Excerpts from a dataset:
----------------------------------------
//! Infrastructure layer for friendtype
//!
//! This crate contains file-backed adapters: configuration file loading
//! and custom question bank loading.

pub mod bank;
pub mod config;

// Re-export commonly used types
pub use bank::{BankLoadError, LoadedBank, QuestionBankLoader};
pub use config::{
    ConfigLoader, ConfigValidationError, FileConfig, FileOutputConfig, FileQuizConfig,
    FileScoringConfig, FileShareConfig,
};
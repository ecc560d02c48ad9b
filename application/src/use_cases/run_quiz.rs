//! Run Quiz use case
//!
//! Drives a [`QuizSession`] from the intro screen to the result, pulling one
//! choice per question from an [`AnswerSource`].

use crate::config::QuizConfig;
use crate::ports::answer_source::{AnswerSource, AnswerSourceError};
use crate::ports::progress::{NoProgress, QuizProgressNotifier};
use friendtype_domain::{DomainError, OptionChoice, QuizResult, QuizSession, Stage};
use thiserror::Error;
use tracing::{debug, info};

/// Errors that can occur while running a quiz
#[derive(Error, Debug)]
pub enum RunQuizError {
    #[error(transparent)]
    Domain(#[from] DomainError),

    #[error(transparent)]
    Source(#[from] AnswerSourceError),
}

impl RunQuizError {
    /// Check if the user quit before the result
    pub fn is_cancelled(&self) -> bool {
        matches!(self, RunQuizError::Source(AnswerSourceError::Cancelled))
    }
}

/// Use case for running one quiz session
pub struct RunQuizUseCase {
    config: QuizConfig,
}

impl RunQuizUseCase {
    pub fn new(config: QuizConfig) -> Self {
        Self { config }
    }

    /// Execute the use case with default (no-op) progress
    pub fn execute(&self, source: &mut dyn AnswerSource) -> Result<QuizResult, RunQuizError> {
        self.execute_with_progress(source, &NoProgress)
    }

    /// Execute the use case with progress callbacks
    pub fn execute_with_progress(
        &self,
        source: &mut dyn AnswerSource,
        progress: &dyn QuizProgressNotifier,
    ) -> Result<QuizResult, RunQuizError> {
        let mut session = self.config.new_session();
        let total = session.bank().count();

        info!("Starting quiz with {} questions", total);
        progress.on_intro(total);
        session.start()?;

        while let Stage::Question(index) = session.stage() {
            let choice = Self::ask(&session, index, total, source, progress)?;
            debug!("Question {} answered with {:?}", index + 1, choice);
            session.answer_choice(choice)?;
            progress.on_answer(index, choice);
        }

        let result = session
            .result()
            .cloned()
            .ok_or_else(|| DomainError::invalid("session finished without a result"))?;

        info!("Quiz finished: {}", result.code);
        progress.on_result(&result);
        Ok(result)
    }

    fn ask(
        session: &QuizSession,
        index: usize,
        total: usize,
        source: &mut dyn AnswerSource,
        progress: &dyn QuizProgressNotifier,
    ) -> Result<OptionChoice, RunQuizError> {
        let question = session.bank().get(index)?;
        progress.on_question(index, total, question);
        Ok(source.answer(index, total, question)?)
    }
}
----------------------------------------
### TO DO
Repeat word for word the lines above that run from the line containing "pub fn new(config: QuizConfig)" through the line containing "pub fn execute(&self, source: &mut", both ends included, and nothing else.

### YOUR RESPONSE
    pub fn new(config: QuizConfig) -> Self {
        Self { config }
    }

    /// Execute the use case with default (no-op) progress
    pub fn execute(&self, source: &mut dyn AnswerSource) -> Result<QuizResult, RunQuizError> {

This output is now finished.